ASSIGNED TASK
Go line by line through the records and tally those that include "usize". Respond with the tally only.

AVAILABLE RECORDS
►
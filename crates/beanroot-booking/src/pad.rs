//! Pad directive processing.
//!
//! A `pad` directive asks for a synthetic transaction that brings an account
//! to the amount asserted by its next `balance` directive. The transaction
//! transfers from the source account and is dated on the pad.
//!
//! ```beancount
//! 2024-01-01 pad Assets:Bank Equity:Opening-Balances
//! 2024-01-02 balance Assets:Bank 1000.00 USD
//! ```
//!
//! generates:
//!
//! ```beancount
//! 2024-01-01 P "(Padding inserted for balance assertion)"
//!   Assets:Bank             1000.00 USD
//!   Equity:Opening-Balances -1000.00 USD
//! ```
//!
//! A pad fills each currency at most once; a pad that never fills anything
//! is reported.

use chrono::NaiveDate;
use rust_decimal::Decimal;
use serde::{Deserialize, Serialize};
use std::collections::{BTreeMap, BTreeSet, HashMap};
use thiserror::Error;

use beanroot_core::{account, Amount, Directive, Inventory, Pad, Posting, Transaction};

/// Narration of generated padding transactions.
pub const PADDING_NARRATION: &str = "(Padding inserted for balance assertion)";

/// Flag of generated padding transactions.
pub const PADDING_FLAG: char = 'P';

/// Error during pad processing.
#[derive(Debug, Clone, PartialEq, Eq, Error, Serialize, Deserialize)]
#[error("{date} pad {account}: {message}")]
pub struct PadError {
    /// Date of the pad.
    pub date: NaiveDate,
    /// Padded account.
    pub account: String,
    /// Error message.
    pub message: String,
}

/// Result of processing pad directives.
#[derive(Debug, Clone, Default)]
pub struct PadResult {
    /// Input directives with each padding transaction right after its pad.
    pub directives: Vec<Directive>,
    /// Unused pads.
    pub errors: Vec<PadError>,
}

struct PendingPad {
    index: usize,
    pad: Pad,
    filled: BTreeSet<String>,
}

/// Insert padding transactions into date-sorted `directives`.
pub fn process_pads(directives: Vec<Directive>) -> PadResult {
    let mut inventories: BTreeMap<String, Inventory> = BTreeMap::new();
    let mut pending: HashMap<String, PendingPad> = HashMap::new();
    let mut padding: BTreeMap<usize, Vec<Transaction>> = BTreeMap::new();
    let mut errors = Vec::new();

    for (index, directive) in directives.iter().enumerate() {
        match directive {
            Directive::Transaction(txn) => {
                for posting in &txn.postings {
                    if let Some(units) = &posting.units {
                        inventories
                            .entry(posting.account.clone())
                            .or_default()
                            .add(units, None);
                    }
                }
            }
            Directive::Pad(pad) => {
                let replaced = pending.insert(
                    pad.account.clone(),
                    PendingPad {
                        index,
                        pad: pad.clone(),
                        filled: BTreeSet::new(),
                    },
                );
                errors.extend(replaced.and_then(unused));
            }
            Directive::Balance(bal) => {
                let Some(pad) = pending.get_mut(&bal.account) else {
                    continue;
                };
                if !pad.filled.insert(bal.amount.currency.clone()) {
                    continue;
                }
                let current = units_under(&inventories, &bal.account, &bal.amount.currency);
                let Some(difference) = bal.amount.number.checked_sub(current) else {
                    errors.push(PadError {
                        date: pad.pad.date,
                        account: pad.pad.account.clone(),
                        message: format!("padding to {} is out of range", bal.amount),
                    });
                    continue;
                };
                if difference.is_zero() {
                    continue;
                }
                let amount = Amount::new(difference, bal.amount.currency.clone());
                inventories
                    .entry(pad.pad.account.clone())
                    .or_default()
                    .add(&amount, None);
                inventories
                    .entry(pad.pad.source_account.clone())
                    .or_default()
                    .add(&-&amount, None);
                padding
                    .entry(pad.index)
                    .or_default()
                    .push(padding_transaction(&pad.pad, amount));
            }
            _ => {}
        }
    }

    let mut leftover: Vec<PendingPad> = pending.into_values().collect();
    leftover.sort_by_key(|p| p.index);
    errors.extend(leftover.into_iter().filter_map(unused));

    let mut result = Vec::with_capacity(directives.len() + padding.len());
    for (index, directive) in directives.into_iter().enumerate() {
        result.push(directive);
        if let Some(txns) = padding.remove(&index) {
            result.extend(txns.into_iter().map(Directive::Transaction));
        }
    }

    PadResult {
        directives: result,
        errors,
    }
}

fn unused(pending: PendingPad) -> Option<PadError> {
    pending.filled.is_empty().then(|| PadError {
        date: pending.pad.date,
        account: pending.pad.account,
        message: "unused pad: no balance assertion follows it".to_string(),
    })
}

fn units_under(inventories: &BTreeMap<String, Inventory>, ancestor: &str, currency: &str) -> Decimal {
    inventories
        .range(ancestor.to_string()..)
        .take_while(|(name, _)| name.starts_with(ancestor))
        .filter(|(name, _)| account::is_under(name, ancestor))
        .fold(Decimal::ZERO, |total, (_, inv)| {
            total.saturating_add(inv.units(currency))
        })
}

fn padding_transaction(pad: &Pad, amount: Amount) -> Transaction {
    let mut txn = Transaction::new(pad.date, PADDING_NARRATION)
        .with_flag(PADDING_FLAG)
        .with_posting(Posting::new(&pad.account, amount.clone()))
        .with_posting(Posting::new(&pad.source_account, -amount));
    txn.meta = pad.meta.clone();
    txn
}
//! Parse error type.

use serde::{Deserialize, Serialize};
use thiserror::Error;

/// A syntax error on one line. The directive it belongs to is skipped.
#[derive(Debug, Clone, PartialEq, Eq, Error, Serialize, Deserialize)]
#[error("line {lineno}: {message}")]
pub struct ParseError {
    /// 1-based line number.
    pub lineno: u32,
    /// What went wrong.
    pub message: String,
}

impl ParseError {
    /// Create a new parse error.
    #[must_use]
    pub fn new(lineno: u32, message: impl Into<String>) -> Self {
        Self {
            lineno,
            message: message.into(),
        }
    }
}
◄
EXERCISE ANSWER
2